Begin at the line containing "let staff = actor.staff(store).await?;" in the entries below and end at the line containing "let school = store"; transcribe that range exactly and nothing outside it.
Source data below:
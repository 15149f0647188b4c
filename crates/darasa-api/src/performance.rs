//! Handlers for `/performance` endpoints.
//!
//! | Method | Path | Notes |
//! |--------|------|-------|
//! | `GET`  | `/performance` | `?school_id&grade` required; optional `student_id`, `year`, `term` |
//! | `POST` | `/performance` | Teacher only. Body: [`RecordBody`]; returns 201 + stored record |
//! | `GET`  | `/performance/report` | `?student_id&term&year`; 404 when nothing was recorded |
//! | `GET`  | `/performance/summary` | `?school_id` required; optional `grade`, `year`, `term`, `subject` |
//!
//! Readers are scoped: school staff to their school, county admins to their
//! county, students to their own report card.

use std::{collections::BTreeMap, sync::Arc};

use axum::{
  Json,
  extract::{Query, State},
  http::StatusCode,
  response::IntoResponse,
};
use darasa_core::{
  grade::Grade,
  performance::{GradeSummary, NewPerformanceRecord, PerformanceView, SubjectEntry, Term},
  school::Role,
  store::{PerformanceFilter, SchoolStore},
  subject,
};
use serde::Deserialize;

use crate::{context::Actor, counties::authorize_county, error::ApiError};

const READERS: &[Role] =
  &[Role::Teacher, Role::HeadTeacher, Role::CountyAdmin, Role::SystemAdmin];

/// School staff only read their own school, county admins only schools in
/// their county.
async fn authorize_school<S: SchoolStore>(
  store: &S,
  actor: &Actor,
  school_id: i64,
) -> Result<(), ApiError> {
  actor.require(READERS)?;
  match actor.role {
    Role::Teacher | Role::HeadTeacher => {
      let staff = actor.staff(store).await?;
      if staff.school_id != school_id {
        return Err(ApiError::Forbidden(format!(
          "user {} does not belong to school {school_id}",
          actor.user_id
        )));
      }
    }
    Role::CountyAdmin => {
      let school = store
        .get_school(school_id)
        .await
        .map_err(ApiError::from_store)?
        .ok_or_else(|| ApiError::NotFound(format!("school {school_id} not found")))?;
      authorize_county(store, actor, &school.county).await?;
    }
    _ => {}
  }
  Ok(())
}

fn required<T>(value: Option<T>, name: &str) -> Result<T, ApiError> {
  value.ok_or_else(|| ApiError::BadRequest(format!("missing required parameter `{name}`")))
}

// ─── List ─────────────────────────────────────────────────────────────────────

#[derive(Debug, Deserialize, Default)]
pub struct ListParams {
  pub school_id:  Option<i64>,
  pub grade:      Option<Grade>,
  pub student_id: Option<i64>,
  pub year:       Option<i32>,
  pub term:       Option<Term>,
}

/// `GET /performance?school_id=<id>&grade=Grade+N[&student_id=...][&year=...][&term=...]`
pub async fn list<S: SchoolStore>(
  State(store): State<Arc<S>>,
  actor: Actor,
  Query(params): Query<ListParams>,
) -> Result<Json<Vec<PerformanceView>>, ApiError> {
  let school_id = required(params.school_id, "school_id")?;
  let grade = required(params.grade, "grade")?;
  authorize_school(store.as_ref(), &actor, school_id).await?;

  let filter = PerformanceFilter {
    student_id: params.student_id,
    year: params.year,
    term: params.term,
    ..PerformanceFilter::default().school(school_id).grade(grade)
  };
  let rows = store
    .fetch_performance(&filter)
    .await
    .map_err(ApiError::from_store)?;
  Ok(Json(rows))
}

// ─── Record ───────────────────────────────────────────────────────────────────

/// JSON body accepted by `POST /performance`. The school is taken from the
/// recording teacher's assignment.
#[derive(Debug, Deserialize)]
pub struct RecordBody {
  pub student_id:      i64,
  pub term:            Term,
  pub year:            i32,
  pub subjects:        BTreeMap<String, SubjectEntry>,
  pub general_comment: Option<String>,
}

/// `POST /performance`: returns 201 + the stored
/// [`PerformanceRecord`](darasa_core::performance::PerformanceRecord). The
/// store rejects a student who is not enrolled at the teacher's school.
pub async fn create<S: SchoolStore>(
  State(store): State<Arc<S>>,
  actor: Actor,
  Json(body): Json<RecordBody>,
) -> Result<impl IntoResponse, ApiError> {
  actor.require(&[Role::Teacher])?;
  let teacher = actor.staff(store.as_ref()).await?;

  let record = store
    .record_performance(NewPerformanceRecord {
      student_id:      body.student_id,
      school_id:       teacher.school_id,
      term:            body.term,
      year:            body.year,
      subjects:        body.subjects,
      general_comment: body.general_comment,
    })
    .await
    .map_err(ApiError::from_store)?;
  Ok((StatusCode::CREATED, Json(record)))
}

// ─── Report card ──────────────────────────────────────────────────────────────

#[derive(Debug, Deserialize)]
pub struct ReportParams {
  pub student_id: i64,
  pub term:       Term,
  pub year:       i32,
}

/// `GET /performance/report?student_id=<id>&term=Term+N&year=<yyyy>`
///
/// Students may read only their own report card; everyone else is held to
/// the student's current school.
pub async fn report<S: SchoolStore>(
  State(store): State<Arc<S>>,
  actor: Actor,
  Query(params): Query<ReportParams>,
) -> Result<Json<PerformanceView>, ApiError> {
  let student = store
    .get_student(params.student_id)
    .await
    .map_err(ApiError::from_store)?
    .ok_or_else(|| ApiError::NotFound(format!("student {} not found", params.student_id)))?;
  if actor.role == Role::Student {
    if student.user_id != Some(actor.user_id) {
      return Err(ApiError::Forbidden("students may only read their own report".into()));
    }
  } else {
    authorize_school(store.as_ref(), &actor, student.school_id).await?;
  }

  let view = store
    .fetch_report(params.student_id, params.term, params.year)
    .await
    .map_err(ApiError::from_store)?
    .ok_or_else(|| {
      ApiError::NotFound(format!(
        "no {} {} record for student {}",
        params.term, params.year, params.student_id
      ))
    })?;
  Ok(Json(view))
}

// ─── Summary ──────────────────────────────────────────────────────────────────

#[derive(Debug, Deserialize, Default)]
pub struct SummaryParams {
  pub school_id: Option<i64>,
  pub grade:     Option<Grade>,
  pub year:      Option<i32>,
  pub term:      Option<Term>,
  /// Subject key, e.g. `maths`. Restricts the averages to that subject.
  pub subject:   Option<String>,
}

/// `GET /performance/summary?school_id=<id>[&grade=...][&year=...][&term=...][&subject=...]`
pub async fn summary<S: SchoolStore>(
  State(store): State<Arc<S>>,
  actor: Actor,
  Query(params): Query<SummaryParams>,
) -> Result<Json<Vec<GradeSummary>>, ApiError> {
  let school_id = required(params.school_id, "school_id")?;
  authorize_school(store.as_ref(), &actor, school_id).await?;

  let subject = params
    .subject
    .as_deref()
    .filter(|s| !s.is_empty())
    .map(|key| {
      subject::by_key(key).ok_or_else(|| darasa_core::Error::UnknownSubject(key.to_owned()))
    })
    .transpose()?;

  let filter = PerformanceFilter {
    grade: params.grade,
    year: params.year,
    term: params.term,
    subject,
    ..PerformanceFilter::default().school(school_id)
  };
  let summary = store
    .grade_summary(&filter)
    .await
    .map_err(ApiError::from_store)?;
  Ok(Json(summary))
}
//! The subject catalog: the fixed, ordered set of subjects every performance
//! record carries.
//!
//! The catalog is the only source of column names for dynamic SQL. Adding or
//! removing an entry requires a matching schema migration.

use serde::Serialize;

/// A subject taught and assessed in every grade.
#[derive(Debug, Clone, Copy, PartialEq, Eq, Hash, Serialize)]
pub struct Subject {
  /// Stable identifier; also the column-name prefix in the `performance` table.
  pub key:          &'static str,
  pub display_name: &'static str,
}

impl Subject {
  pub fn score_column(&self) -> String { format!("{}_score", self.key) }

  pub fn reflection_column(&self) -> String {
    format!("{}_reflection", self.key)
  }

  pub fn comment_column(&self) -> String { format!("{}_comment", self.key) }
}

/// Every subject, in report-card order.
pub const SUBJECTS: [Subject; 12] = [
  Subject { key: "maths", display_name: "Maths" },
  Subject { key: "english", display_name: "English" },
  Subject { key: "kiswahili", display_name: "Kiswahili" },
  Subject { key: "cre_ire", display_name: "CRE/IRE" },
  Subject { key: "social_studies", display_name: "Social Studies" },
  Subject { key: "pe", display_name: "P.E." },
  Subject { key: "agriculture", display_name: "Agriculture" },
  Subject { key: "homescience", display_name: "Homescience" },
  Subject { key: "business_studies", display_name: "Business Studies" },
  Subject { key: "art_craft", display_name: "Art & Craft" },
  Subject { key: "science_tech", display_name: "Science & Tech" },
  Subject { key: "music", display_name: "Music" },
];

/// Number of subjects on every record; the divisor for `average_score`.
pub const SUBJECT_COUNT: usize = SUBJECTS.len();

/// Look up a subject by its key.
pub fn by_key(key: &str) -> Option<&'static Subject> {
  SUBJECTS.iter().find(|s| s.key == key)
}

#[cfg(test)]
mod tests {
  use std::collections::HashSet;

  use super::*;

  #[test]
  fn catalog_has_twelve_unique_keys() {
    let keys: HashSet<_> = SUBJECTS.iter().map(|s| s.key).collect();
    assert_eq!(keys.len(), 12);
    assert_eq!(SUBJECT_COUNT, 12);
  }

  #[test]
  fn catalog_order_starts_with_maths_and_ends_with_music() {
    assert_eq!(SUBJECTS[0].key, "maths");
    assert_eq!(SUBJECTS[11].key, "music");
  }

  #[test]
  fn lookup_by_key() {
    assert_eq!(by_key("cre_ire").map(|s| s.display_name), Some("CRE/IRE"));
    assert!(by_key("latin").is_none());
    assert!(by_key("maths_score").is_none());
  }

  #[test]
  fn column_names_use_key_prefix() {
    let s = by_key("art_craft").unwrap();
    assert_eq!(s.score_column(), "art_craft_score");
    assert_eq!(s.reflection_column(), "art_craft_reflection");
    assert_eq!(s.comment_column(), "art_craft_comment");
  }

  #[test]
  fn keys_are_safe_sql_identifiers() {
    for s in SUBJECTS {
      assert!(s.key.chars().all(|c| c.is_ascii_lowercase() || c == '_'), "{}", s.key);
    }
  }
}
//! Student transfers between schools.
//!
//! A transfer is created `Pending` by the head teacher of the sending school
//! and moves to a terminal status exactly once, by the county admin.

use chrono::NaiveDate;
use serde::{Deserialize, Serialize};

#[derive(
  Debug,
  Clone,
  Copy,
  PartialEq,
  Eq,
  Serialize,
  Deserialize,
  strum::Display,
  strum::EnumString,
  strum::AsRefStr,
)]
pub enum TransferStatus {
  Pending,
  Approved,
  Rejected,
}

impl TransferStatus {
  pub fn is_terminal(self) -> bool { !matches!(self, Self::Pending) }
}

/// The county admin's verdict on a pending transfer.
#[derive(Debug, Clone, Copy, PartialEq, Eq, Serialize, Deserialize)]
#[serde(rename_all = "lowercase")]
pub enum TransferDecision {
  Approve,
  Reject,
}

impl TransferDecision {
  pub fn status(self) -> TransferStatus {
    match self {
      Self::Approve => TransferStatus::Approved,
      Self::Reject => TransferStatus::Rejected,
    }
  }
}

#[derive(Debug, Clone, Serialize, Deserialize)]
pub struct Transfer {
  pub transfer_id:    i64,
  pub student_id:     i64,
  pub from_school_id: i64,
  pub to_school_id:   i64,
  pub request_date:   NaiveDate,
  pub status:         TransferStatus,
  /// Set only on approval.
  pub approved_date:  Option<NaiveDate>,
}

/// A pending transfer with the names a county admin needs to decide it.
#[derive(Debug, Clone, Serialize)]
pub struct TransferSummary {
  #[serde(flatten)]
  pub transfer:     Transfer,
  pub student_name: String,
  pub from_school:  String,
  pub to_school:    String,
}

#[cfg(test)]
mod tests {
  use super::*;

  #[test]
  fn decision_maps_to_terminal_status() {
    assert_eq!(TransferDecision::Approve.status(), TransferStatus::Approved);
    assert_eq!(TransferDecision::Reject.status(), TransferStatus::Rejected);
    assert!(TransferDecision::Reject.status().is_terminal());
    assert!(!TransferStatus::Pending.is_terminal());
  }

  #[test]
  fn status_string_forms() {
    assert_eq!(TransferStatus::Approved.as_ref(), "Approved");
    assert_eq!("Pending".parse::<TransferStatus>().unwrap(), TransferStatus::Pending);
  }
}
End of Source data.
*Reply:*
      let staff = actor.staff(store).await?;
      if staff.school_id != school_id {
        return Err(ApiError::Forbidden(format!(
          "user {} does not belong to school {school_id}",
          actor.user_id
        )));
      }
    }
    Role::CountyAdmin => {
      let school = store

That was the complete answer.